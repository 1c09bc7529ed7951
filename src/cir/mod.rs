//! Channel Impulse Response Estimation
//!
//! Estimates the CIR of a DAB channel from one transmission frame of baseband
//! samples by correlating against the known phase reference symbol.
//!
//! **DAB Frame Structure** (Transmission Mode 1, 2.048 Msps):
//! ```text
//! | Transmission frame (196608 samples)                 |
//! | NULL (2656) | PRS (2552) | data symbols ...          |
//! ```
//!
//! **Algorithm**:
//! 1. Locate the NULL symbol: the `T_NULL`-long window with the least summed magnitude,
//!    searched every `search_stride` samples
//! 2. Start correlating `guard` samples before the expected end of the NULL symbol
//! 3. Sweep candidate delays `0..max_component_delay`, computing the correlation
//!    coefficient magnitude against the phase reference symbol at each delay
//! 4. Divide by the summed magnitude of the whole frame so profiles from frames of
//!    different signal strength are comparable
//!
//! **Module Organization**:
//! - `reference` - Phase reference symbol loading
//! - `null_search` - NULL symbol detection
//! - `correlate` - Correlation coefficient, delay sweep and autocorrelation
//! - `profile` - CIR profile type
//! - `estimator` - Per-frame pipeline and NULL index log

mod correlate;
mod null_search;
pub mod estimator;
pub mod profile;
pub mod reference;

use std::path::PathBuf;

use snafu::Snafu;

use crate::iq::DecodeError;

pub use correlate::{autocorrelate, correlation_magnitude, delay_sweep};
pub use estimator::CirEstimator;
pub use null_search::{find_null_symbol, frame_magnitude};
pub use profile::CirProfile;
pub use reference::{ReferenceLengthWarning, ReferenceSymbol};

/// Samples per transmission frame (TM1 at 2.048 Msps)
pub const T_TF: usize = 196_608;

/// Samples in the NULL symbol (TM1 at 2.048 Msps)
pub const T_NULL: usize = 2656;

/// Samples in the phase reference symbol file
pub const REFERENCE_LEN: usize = 2552;

/// Subsampling stride of the NULL symbol search
pub const SEARCH_STRIDE: usize = 20;

/// Correlation starts this many samples before the expected NULL symbol end
pub const GUARD: usize = 50;

/// Number of candidate delays in a profile (~146 km of excess path at 2.048 Msps)
pub const MAX_COMPONENT_DELAY: usize = 1000;

/// Default location of the phase reference symbol
pub const DEFAULT_REFERENCE_PATH: &str = "phasereference.2048000.fc64.iq";

/// Configuration for the CIR estimator
#[derive(Debug, Clone, PartialEq, Eq)]
pub struct CirConfig {
    /// Samples per transmission frame
    pub transmission_frame_len: usize,
    /// Samples in the NULL symbol
    pub null_symbol_len: usize,
    /// Step between NULL search windows
    pub search_stride: usize,
    /// Offset back from the NULL symbol end where correlation starts
    pub guard: usize,
    /// Number of delays evaluated per profile
    pub max_component_delay: usize,
    /// Expected phase reference length, only checked to raise a warning
    pub reference_len: usize,
}

impl Default for CirConfig {
    fn default() -> Self {
        Self {
            transmission_frame_len: T_TF,
            null_symbol_len: T_NULL,
            search_stride: SEARCH_STRIDE,
            guard: GUARD,
            max_component_delay: MAX_COMPONENT_DELAY,
            reference_len: REFERENCE_LEN,
        }
    }
}

impl CirConfig {
    /// Check that the windows are consistent with each other
    pub fn validate(&self) -> Result<(), CirError> {
        let reason = if self.search_stride == 0 {
            Some("search_stride must be at least 1")
        } else if self.null_symbol_len == 0 {
            Some("null_symbol_len must be at least 1")
        } else if self.null_symbol_len > self.transmission_frame_len {
            Some("null_symbol_len exceeds transmission_frame_len")
        } else if self.guard > self.null_symbol_len {
            Some("guard exceeds null_symbol_len")
        } else if self.max_component_delay == 0 {
            Some("max_component_delay must be at least 1")
        } else {
            None
        };

        match reason {
            Some(reason) => Err(CirError::InvalidConfig { reason }),
            None => Ok(()),
        }
    }

    /// Samples needed to estimate one frame with a reference of `reference_len` samples
    ///
    /// The NULL symbol can be found anywhere in the frame, so the delay sweep may
    /// read up to `T_TF + max_component_delay + L_ref` samples from the frame start.
    pub fn required_samples(&self, reference_len: usize) -> usize {
        self.transmission_frame_len + self.max_component_delay + reference_len
    }
}

#[derive(Debug, Snafu)]
#[snafu(visibility(pub(crate)))]
pub enum CirError {
    /// Caller supplied fewer samples than the configured windows need
    #[snafu(display("need at least {required} samples for CIR estimation, got {available}"))]
    InsufficientSamples { required: usize, available: usize },

    /// Estimator windows are inconsistent
    #[snafu(display("invalid CIR configuration: {reason}"))]
    InvalidConfig { reason: &'static str },

    /// Reference file could not be read
    #[snafu(display("failed to read phase reference {}: {source}", path.display()))]
    ReadReference { path: PathBuf, source: std::io::Error },

    /// Reference file is not valid cf32 data
    #[snafu(display("phase reference {} is not cf32 IQ: {source}", path.display()))]
    BadReference { path: PathBuf, source: DecodeError },

    /// Reference holds no samples or has no variance
    #[snafu(display("phase reference is empty or constant"))]
    EmptyReference,
}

The problem ▸
Please return all of the entries exactly as they were given.

Answer to this task ▸
repository 1c09bc7529ed7951
filename src/cir/mod.rs
//! Channel Impulse Response Estimation
//!
//! Estimates the CIR of a DAB channel from one transmission frame of baseband
//! samples by correlating against the known phase reference symbol.
//!
//! **DAB Frame Structure** (Transmission Mode 1, 2.048 Msps):
//! ```text
//! | Transmission frame (196608 samples)                 |
//! | NULL (2656) | PRS (2552) | data symbols ...          |
//! ```
//!
//! **Algorithm**:
//! 1. Locate the NULL symbol: the `T_NULL`-long window with the least summed magnitude,
//!    searched every `search_stride` samples
//! 2. Start correlating `guard` samples before the expected end of the NULL symbol
//! 3. Sweep candidate delays `0..max_component_delay`, computing the correlation
//!    coefficient magnitude against the phase reference symbol at each delay
//! 4. Divide by the summed magnitude of the whole frame so profiles from frames of
//!    different signal strength are comparable
//!
//! **Module Organization**:
//! - `reference` - Phase reference symbol loading
//! - `null_search` - NULL symbol detection
//! - `correlate` - Correlation coefficient, delay sweep and autocorrelation
//! - `profile` - CIR profile type
//! - `estimator` - Per-frame pipeline and NULL index log

mod correlate;
mod null_search;
pub mod estimator;
pub mod profile;
pub mod reference;

use std::path::PathBuf;

use snafu::Snafu;

use crate::iq::DecodeError;

pub use correlate::{autocorrelate, correlation_magnitude, delay_sweep};
pub use estimator::CirEstimator;
pub use null_search::{find_null_symbol, frame_magnitude};
pub use profile::CirProfile;
pub use reference::{ReferenceLengthWarning, ReferenceSymbol};

/// Samples per transmission frame (TM1 at 2.048 Msps)
pub const T_TF: usize = 196_608;

/// Samples in the NULL symbol (TM1 at 2.048 Msps)
pub const T_NULL: usize = 2656;

/// Samples in the phase reference symbol file
pub const REFERENCE_LEN: usize = 2552;

/// Subsampling stride of the NULL symbol search
pub const SEARCH_STRIDE: usize = 20;

/// Correlation starts this many samples before the expected NULL symbol end
pub const GUARD: usize = 50;

/// Number of candidate delays in a profile (~146 km of excess path at 2.048 Msps)
pub const MAX_COMPONENT_DELAY: usize = 1000;

/// Default location of the phase reference symbol
pub const DEFAULT_REFERENCE_PATH: &str = "phasereference.2048000.fc64.iq";

/// Configuration for the CIR estimator
#[derive(Debug, Clone, PartialEq, Eq)]
pub struct CirConfig {
    /// Samples per transmission frame
    pub transmission_frame_len: usize,
    /// Samples in the NULL symbol
    pub null_symbol_len: usize,
    /// Step between NULL search windows
    pub search_stride: usize,
    /// Offset back from the NULL symbol end where correlation starts
    pub guard: usize,
    /// Number of delays evaluated per profile
    pub max_component_delay: usize,
    /// Expected phase reference length, only checked to raise a warning
    pub reference_len: usize,
}

impl Default for CirConfig {
    fn default() -> Self {
        Self {
            transmission_frame_len: T_TF,
            null_symbol_len: T_NULL,
            search_stride: SEARCH_STRIDE,
            guard: GUARD,
            max_component_delay: MAX_COMPONENT_DELAY,
            reference_len: REFERENCE_LEN,
        }
    }
}

impl CirConfig {
    /// Check that the windows are consistent with each other
    pub fn validate(&self) -> Result<(), CirError> {
        let reason = if self.search_stride == 0 {
            Some("search_stride must be at least 1")
        } else if self.null_symbol_len == 0 {
            Some("null_symbol_len must be at least 1")
        } else if self.null_symbol_len > self.transmission_frame_len {
            Some("null_symbol_len exceeds transmission_frame_len")
        } else if self.guard > self.null_symbol_len {
            Some("guard exceeds null_symbol_len")
        } else if self.max_component_delay == 0 {
            Some("max_component_delay must be at least 1")
        } else {
            None
        };

        match reason {
            Some(reason) => Err(CirError::InvalidConfig { reason }),
            None => Ok(()),
        }
    }

    /// Samples needed to estimate one frame with a reference of `reference_len` samples
    ///
    /// The NULL symbol can be found anywhere in the frame, so the delay sweep may
    /// read up to `T_TF + max_component_delay + L_ref` samples from the frame start.
    pub fn required_samples(&self, reference_len: usize) -> usize {
        self.transmission_frame_len + self.max_component_delay + reference_len
    }
}

#[derive(Debug, Snafu)]
#[snafu(visibility(pub(crate)))]
pub enum CirError {
    /// Caller supplied fewer samples than the configured windows need
    #[snafu(display("need at least {required} samples for CIR estimation, got {available}"))]
    InsufficientSamples { required: usize, available: usize },

    /// Estimator windows are inconsistent
    #[snafu(display("invalid CIR configuration: {reason}"))]
    InvalidConfig { reason: &'static str },

    /// Reference file could not be read
    #[snafu(display("failed to read phase reference {}: {source}", path.display()))]
    ReadReference { path: PathBuf, source: std::io::Error },

    /// Reference file is not valid cf32 data
    #[snafu(display("phase reference {} is not cf32 IQ: {source}", path.display()))]
    BadReference { path: PathBuf, source: DecodeError },

    /// Reference holds no samples or has no variance
    #[snafu(display("phase reference is empty or constant"))]
    EmptyReference,
}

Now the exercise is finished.